TASK OBJECTIVE: All lines in the data that hold the word "internal" need copying.

== Segment start ==

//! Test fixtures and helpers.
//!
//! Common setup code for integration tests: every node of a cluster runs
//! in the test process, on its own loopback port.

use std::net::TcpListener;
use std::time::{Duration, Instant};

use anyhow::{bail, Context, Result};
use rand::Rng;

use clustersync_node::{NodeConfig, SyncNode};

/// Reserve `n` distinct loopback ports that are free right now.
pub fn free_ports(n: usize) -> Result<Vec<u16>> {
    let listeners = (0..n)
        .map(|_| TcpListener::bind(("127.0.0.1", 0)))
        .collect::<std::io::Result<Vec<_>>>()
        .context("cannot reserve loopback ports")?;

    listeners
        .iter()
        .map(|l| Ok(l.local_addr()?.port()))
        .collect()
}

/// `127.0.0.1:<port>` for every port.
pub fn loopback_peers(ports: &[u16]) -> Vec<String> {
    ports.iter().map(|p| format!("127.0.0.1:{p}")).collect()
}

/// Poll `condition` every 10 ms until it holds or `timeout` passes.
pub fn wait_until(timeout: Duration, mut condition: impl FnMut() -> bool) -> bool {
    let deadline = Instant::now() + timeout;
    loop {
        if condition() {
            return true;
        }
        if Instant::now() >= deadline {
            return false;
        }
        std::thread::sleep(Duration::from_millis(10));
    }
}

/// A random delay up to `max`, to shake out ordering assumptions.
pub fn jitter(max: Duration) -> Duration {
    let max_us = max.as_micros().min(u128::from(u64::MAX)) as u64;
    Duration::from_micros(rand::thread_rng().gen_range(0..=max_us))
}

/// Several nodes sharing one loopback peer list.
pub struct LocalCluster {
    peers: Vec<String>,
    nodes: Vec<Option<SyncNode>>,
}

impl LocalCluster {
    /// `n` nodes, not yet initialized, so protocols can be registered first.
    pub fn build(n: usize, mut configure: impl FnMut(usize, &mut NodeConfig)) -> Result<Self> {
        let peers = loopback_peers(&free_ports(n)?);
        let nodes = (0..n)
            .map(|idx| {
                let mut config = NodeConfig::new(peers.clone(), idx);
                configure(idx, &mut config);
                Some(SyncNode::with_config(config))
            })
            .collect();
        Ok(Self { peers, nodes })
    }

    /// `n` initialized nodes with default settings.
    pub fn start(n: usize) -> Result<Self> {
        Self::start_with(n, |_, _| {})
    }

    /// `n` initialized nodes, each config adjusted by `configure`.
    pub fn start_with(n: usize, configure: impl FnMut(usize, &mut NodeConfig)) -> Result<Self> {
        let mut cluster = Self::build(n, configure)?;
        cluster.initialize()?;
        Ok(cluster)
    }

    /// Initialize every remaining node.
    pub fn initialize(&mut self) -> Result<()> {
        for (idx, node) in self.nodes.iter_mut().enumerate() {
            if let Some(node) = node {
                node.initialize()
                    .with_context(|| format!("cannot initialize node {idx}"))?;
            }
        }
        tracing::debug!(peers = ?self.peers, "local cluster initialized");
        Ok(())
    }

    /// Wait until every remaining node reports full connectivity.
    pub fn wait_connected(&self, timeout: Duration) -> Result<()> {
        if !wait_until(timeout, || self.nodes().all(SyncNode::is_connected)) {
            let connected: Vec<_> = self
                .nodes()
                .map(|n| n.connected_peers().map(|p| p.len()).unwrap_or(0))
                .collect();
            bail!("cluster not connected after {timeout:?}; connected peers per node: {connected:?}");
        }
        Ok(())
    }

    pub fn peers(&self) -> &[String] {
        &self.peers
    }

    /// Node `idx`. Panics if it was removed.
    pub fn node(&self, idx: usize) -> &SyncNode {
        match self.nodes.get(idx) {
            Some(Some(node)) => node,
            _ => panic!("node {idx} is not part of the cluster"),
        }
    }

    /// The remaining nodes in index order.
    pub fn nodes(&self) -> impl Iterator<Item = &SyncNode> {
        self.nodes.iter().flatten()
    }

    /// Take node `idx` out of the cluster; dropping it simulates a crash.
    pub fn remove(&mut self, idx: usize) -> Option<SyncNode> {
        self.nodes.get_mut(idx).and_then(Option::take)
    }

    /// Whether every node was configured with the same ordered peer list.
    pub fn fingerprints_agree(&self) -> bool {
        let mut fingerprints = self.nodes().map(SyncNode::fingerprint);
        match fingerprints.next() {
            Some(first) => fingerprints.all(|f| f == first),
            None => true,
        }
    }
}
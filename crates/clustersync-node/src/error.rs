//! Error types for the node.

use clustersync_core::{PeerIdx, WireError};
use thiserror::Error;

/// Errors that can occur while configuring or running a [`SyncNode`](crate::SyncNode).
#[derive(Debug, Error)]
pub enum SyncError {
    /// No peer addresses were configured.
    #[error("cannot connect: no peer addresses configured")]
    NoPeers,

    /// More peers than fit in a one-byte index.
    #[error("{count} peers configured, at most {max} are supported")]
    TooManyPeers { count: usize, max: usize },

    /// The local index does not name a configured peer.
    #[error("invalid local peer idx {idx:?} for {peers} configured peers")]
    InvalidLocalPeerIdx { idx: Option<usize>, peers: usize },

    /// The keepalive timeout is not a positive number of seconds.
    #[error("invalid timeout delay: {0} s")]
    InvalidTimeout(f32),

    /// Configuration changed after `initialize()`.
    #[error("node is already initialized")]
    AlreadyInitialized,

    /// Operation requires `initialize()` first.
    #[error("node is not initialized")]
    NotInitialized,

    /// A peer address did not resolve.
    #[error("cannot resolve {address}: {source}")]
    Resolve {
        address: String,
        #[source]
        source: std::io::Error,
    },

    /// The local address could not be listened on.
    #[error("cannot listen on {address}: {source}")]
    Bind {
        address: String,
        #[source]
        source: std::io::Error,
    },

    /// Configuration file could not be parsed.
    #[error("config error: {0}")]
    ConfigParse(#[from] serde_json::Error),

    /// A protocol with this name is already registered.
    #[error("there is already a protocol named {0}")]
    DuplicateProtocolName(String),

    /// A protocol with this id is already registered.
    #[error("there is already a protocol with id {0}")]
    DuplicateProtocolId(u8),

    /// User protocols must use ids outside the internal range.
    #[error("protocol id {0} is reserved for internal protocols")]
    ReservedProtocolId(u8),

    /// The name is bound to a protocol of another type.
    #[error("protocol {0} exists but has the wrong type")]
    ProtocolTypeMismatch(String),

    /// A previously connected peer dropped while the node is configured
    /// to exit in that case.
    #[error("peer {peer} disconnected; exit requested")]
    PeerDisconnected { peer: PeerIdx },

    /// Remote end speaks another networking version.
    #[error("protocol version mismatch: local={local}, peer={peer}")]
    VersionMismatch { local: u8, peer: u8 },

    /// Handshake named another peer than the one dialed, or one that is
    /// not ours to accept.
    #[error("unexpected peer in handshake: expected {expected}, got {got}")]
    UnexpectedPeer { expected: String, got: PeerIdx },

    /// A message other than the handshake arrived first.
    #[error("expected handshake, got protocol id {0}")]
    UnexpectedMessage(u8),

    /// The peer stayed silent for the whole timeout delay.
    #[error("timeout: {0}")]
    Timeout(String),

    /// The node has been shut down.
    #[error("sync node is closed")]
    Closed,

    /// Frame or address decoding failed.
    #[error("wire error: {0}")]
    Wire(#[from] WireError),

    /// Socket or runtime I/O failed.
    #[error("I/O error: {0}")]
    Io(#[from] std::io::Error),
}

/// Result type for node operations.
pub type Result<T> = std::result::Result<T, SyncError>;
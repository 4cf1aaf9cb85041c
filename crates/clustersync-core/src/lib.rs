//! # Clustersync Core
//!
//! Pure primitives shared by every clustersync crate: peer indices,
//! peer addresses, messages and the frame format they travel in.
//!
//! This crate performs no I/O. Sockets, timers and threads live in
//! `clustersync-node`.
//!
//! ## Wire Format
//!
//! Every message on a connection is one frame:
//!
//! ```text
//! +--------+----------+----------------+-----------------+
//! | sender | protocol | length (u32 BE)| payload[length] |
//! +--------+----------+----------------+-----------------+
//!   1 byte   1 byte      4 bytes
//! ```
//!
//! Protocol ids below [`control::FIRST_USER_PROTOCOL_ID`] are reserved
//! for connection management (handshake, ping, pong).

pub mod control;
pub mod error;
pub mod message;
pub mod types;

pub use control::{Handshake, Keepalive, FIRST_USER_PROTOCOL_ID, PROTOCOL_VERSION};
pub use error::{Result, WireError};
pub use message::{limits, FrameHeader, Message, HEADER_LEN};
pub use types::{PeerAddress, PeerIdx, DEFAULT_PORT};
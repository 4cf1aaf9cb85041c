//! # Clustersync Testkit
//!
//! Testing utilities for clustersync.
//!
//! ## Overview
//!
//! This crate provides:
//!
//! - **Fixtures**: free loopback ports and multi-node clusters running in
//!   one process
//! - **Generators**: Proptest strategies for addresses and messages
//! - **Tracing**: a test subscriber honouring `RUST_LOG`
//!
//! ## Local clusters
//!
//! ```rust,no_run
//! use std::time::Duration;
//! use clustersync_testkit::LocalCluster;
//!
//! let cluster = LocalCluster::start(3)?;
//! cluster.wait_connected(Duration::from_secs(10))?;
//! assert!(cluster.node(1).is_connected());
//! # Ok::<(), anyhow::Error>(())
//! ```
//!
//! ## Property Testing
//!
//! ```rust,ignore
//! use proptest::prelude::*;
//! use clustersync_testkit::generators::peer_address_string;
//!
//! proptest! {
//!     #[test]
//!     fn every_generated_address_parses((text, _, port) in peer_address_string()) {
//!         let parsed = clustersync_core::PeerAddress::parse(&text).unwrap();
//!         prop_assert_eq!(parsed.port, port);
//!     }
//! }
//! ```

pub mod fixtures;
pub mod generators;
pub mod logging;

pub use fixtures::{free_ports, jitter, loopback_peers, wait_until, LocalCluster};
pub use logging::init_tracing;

== Segment end ==

WRITTEN ANSWER:
    /// User protocols must use ids outside the internal range.
    #[error("protocol id {0} is reserved for internal protocols")]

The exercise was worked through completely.